Information provided:
//! QMD - Query Markdown Documents
//!
//! A full-text and semantic search CLI for markdown files.

use anyhow::Result;
use clap::Parser;
use colored::Colorize;
use qmd::cli::{
    Cli, CollectionCommands, Commands, ContextCommands, DbCommands, ModelCommands, OutputFormat,
};
use qmd::formatter::{
    add_line_numbers, format_bytes, format_documents, format_ls_time, format_search_results,
    format_time_ago,
};
use qmd::llm::{Cursor, Progress, format_eta, render_progress_bar};
use qmd::store::{
    Store, find_similar_files, is_docid, is_virtual_path, match_files_by_glob, parse_virtual_path,
};
use qmd::{HybridOptions, Ollama, SearchEngine, SearchOptions, embed_documents, index_files};
use std::fs;

fn main() -> Result<()> {
    let cli = Cli::parse();

    match cli.command {
        Commands::Collection(cmd) => handle_collection(cmd),
        Commands::Context(cmd) => handle_context(cmd),
        Commands::Ls { path } => handle_ls(path),
        Commands::Get {
            file,
            from_line,
            max_lines,
            line_numbers,
        } => handle_get(&file, from_line, max_lines, line_numbers),
        Commands::MultiGet {
            pattern,
            max_lines,
            max_bytes,
            format,
        } => handle_multi_get(&pattern, max_lines, max_bytes, &format),
        Commands::Status => handle_status(),
        Commands::Update => handle_update(),
        Commands::Search {
            query,
            collection,
            limit,
            min_score,
            full,
            format,
        } => handle_search(&query, collection, limit, min_score, full, &format),
        Commands::Vsearch {
            query,
            collection,
            limit,
            min_score,
            full,
            format,
            model,
        } => handle_vsearch(
            &query,
            collection,
            limit,
            min_score,
            full,
            &format,
            model.as_deref(),
        ),
        Commands::Query {
            query,
            collection,
            limit,
            min_score,
            full,
            no_expand,
            no_rerank,
            format,
        } => handle_query(
            &query, collection, limit, min_score, full, no_expand, no_rerank, &format,
        ),
        Commands::Expand { query } => handle_expand(&query),
        Commands::Embed { force, model } => handle_embed(force, model.as_deref()),
        Commands::Models(cmd) => handle_models(cmd),
        Commands::Db(cmd) => handle_db(cmd),
        Commands::Cleanup => handle_cleanup(),
    }
}

/// Resolve a user-supplied reference to `(collection, path)`.
///
/// Accepts `#docid`, `qmd://collection/path`, and `collection/path`.
fn resolve_reference(store: &Store, input: &str) -> Result<(String, String)> {
    if is_docid(input) {
        return store
            .find_document_by_docid(input)?
            .ok_or_else(|| anyhow::anyhow!("Document not found: {input}"));
    }
    if is_virtual_path(input) {
        return parse_virtual_path(input)
            .ok_or_else(|| anyhow::anyhow!("Invalid virtual path: {input}"));
    }
    let parts: Vec<&str> = input.splitn(2, '/').collect();
    if parts.len() == 2 {
        return Ok((parts[0].to_string(), parts[1].to_string()));
    }
    Err(anyhow::anyhow!(
        "Could not resolve path: {input}. Use qmd://collection/path format."
    ))
}

/// Print similar paths under a not-found error.
fn print_similar(store: &Store, input: &str) {
    if let Ok(similar) = find_similar_files(store, input)
        && !similar.is_empty()
    {
        eprintln!("\n{}", "Similar files:".dimmed());
        for path in similar {
            eprintln!("  {path}");
        }
    }
}

/// Handle collection subcommands.
fn handle_collection(cmd: CollectionCommands) -> Result<()> {
    match cmd {
        CollectionCommands::Add { path, name, mask } => {
            let abs_path = fs::canonicalize(&path)?;
            let abs_path_str = abs_path.to_string_lossy().to_string();
            let store = Store::new()?;

            // An explicit name is reserved first; indexing then finds the
            // collection by its (pwd, glob) key.
            if let Some(ref coll_name) = name {
                if store.get_collection(coll_name)?.is_some() {
                    eprintln!(
                        "{} Collection '{}' already exists.",
                        "Error:".red(),
                        coll_name
                    );
                    eprintln!("Use a different name with --name <name>");
                    std::process::exit(1);
                }
                store.create_collection(
                    coll_name,
                    &abs_path_str,
                    &mask,
                    &chrono::Utc::now().to_rfc3339(),
                )?;
            }

            println!("Indexing {abs_path_str} ({mask})...");
            let result = run_index(&store, &abs_path_str, &mask)?;
            println!(
                "{} Collection '{}' ready: {} indexed, {} updated, {} unchanged, {} removed",
                "✓".green(),
                result.collection,
                result.indexed,
                result.updated,
                result.unchanged,
                result.removed
            );
        }
        CollectionCommands::List => {
            let store = Store::new()?;
            let collections = store.list_collections()?;

            if collections.is_empty() {
                println!("No collections found. Run 'qmd collection add .' to create one.");
                return Ok(());
            }

            println!("{}\n", "Collections:".bold());
            for coll in &collections {
                let time_ago = coll
                    .last_modified
                    .as_ref()
                    .map_or_else(|| "never".to_string(), |t| format_time_ago(t));

                println!(
                    "{} {}",
                    coll.name.cyan(),
                    format!("(qmd://{}/)", coll.name).dimmed()
                );
                println!("  {} {}", "Path:".dimmed(), coll.pwd);
                println!("  {} {}", "Pattern:".dimmed(), coll.glob_pattern);
                println!("  {} {}", "Files:".dimmed(), coll.active_count);
                println!("  {} {}", "Updated:".dimmed(), time_ago);
                println!();
            }
        }
        CollectionCommands::Remove { name } => {
            let store = Store::new()?;
            match store.remove_collection(&name) {
                Ok((deleted_docs, cleaned)) => {
                    println!("{} Removed collection '{}'", "✓".green(), name);
                    println!("  Deleted {deleted_docs} documents");
                    if cleaned > 0 {
                        println!("  Cleaned up {cleaned} orphaned content hashes");
                    }
                }
                Err(e) => {
                    eprintln!("{} {e}", "Error:".red());
                    std::process::exit(1);
                }
            }
        }
        CollectionCommands::Rename { old_name, new_name } => {
            let store = Store::new()?;
            if let Err(e) = store.rename_collection(&old_name, &new_name) {
                eprintln!("{} {e}", "Error:".red());
                std::process::exit(1);
            }
            println!(
                "{} Renamed collection '{}' to '{}'",
                "✓".green(),
                old_name,
                new_name
            );
        }
    }
    Ok(())
}

/// Index with a single-line progress display.
fn run_index(store: &Store, pwd: &str, mask: &str) -> Result<qmd::IndexResult> {
    use std::io::Write;

    let mut cb = |current: usize, total: usize, path: &str| {
        eprint!("\r  [{current}/{total}] {path:<60.60}");
        std::io::stderr().flush().ok();
    };
    let result = index_files(store, pwd, mask, Some(&mut cb))?;
    eprint!("\r{:<76}\r", "");
    Ok(result)
}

What the task asks:
All of the lines above that carry the string "return" need to be found and copied.

Answer section:
        return store
        return parse_virtual_path(input)
        return Ok((parts[0].to_string(), parts[1].to_string()));
                return Ok(());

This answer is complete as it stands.